PROBLEM DETAILS →
Below are some records. Return exactly the lines from the one containing "SELECT guild_id FROM command_events" through the one containing "FROM daily_users WHERE", both included, and only those.

DATA EXTRACT →
—————

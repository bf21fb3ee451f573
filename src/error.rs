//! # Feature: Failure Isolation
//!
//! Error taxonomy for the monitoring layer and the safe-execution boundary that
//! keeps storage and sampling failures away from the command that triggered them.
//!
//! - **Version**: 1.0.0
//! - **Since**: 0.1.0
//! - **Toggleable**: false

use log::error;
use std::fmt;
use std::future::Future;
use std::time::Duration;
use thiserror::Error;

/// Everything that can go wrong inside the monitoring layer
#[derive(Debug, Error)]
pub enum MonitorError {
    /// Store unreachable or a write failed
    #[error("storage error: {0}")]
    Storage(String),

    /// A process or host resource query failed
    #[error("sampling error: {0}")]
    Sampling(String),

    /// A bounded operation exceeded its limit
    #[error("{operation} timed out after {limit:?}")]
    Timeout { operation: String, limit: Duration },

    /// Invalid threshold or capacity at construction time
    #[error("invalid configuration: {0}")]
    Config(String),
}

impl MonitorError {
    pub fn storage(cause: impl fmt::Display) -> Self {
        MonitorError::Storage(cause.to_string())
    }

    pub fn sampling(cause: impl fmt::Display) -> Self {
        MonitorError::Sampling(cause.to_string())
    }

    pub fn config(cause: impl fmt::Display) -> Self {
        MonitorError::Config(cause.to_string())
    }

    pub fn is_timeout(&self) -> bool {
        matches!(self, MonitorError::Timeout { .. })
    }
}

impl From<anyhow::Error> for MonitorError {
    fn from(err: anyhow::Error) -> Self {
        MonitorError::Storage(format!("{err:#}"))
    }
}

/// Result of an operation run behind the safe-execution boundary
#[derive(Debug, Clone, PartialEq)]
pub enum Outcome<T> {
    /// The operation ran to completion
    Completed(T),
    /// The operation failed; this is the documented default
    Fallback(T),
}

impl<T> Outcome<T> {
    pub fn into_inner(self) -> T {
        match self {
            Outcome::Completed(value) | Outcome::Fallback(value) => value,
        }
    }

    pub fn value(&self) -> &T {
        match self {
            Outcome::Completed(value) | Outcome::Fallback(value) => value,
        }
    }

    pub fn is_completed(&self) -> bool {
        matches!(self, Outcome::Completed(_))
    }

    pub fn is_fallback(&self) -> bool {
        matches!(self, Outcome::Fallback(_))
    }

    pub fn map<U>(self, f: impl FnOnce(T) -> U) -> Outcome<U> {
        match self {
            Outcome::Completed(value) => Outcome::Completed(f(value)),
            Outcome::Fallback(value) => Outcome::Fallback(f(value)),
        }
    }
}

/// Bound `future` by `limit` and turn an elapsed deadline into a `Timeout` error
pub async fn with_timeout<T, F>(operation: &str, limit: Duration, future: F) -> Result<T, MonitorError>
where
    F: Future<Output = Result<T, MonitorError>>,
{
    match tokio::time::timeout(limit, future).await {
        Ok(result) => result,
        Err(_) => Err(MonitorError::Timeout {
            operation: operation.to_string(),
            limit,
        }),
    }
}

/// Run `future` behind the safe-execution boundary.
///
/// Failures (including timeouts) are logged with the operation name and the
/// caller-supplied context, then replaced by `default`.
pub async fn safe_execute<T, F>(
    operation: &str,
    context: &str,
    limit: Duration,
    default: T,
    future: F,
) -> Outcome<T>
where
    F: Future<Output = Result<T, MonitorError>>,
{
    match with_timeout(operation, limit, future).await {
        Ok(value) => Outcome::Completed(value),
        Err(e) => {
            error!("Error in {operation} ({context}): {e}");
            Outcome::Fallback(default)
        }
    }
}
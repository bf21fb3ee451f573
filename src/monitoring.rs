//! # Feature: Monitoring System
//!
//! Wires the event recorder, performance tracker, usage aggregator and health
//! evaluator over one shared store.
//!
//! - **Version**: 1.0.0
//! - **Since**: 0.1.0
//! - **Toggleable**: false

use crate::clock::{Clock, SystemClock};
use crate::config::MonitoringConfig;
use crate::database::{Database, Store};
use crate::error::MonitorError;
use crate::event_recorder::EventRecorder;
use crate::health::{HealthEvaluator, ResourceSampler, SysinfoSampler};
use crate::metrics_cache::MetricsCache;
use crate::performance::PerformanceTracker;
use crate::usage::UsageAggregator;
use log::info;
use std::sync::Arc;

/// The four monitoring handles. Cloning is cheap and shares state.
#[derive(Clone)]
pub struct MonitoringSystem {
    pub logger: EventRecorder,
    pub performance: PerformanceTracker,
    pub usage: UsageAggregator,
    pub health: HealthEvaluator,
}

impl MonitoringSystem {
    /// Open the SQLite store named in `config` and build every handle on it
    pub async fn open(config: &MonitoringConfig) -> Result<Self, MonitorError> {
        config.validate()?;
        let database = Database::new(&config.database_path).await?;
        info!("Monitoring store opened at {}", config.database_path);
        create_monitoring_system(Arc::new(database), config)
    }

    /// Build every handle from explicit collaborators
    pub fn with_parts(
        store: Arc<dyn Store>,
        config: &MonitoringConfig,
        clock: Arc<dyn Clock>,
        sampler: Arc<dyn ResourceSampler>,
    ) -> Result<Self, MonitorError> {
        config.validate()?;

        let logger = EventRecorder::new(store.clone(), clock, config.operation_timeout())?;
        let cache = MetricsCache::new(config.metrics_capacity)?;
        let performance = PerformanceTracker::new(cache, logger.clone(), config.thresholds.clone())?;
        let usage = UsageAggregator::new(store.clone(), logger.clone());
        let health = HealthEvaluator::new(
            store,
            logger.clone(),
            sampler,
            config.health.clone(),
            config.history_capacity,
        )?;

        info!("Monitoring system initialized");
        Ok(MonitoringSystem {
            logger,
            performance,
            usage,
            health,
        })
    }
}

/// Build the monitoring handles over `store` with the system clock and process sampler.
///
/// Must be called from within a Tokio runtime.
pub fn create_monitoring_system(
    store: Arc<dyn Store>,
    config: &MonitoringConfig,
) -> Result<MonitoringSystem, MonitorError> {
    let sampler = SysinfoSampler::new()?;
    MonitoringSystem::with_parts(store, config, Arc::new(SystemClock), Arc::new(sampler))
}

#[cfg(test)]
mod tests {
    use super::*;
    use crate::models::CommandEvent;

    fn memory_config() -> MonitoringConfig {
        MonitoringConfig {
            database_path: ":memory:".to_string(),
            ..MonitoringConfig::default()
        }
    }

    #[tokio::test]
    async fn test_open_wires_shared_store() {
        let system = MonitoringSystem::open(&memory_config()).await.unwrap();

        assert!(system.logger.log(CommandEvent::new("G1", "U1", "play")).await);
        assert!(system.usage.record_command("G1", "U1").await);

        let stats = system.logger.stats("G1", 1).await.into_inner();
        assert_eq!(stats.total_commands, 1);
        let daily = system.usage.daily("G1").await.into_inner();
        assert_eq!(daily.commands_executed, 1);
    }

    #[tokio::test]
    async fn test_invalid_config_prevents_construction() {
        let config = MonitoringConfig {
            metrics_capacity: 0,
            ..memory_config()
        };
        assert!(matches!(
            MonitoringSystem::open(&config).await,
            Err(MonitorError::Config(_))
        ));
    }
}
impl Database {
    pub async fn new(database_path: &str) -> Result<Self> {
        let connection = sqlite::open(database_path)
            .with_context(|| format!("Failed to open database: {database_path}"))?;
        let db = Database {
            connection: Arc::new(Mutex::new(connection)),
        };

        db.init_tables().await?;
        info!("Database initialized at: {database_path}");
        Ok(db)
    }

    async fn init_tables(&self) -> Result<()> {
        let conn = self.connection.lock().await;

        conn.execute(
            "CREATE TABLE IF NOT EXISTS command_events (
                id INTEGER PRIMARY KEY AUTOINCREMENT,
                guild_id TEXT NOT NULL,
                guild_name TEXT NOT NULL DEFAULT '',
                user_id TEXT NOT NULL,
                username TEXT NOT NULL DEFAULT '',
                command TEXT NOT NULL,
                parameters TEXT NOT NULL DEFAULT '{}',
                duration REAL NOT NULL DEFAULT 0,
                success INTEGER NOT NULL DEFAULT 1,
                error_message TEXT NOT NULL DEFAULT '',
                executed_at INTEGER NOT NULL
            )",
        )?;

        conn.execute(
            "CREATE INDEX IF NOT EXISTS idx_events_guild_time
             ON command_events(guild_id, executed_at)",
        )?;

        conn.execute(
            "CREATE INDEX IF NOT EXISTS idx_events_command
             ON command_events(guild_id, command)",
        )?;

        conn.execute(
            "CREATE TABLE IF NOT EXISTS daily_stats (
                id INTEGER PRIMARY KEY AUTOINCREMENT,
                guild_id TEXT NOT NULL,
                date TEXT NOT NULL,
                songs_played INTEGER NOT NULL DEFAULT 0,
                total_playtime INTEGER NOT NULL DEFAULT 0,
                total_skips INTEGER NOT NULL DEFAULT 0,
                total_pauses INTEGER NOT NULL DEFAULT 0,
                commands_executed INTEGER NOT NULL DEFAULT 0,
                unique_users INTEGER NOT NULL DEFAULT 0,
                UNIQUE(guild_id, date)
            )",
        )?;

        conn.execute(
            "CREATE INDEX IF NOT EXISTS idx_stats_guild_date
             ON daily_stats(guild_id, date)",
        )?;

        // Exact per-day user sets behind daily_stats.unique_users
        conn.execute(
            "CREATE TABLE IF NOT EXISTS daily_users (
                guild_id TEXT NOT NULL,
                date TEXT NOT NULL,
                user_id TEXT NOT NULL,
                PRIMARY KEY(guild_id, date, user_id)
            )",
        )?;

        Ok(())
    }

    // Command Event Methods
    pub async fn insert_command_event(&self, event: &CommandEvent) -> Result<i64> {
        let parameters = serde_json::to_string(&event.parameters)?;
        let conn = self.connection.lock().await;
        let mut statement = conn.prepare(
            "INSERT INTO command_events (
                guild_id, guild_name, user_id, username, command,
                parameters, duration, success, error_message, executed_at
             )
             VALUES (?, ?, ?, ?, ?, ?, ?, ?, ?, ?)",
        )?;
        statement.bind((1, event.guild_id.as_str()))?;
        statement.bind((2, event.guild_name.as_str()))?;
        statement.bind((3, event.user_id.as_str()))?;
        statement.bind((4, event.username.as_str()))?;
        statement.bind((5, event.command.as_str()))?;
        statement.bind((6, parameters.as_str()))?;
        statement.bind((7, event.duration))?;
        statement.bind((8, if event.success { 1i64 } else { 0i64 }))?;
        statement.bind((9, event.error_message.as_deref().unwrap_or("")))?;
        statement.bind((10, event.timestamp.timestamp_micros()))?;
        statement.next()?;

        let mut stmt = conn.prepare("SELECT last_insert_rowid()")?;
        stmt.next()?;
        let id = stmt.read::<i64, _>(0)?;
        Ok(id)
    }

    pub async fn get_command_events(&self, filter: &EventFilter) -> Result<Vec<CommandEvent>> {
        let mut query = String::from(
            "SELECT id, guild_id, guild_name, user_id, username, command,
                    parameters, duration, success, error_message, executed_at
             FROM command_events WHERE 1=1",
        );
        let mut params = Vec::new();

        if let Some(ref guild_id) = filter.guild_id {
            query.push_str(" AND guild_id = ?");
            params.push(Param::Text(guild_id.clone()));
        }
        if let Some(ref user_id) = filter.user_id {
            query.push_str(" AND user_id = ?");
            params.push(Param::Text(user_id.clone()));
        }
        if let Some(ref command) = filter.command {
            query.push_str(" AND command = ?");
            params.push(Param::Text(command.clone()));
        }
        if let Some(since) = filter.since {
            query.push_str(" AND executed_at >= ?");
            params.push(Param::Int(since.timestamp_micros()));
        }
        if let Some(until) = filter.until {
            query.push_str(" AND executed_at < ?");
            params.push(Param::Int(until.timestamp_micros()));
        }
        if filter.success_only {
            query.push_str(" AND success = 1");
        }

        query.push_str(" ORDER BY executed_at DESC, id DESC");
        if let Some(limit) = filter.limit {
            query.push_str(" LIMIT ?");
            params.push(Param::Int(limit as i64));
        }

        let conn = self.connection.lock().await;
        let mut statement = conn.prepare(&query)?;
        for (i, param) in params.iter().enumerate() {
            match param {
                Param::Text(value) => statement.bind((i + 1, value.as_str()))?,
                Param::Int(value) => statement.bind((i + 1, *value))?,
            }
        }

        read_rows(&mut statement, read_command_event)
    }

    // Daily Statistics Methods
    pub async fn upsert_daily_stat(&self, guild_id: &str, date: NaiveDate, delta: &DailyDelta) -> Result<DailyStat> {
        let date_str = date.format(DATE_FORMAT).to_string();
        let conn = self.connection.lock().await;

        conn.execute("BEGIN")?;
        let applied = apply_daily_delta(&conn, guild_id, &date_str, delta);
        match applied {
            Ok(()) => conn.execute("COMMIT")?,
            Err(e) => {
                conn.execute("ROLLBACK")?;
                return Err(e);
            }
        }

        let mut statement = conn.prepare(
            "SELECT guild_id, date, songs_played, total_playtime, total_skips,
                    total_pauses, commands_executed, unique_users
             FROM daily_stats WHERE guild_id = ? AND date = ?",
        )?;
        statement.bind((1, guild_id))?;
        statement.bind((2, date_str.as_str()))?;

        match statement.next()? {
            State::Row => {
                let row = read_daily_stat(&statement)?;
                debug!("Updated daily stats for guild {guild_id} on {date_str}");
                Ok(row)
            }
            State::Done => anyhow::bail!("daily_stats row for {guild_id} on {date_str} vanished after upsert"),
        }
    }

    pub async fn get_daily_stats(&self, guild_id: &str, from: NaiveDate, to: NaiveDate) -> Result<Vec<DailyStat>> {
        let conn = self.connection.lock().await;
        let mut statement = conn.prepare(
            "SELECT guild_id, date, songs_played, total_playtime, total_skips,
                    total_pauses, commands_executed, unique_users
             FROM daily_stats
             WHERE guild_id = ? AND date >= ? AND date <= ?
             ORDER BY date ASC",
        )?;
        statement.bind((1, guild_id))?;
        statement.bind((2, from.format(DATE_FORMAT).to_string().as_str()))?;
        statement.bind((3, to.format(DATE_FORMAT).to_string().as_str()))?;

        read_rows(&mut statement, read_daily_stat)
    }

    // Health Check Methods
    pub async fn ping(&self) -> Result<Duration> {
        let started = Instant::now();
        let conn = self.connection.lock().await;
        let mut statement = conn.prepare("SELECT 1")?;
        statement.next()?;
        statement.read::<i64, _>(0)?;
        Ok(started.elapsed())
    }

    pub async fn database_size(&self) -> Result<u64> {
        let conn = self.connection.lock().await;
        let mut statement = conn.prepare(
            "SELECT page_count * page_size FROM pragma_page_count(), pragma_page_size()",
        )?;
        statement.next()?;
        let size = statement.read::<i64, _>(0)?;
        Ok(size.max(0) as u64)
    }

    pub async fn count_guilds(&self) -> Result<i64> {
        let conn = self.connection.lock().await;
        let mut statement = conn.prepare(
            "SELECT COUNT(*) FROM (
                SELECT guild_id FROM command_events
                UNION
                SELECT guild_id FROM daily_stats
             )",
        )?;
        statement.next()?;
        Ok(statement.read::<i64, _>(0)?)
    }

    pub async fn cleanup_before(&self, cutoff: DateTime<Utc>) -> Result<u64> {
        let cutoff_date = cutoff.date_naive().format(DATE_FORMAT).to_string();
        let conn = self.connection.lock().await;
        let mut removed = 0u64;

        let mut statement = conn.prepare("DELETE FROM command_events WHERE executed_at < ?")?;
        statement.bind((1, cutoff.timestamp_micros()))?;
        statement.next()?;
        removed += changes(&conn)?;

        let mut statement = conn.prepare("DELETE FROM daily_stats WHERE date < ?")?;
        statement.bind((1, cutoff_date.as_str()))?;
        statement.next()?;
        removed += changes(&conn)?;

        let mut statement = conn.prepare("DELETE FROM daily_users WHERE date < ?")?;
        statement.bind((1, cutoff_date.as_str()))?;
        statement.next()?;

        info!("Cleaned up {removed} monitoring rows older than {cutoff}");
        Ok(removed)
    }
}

—————

RESULT →
                SELECT guild_id FROM command_events
                UNION
                SELECT guild_id FROM daily_stats
             )",
        )?;
        statement.next()?;
        Ok(statement.read::<i64, _>(0)?)
    }

    pub async fn cleanup_before(&self, cutoff: DateTime<Utc>) -> Result<u64> {
        let cutoff_date = cutoff.date_naive().format(DATE_FORMAT).to_string();
        let conn = self.connection.lock().await;
        let mut removed = 0u64;

        let mut statement = conn.prepare("DELETE FROM command_events WHERE executed_at < ?")?;
        statement.bind((1, cutoff.timestamp_micros()))?;
        statement.next()?;
        removed += changes(&conn)?;

        let mut statement = conn.prepare("DELETE FROM daily_stats WHERE date < ?")?;
        statement.bind((1, cutoff_date.as_str()))?;
        statement.next()?;
        removed += changes(&conn)?;

        let mut statement = conn.prepare("DELETE FROM daily_users WHERE date < ?")?;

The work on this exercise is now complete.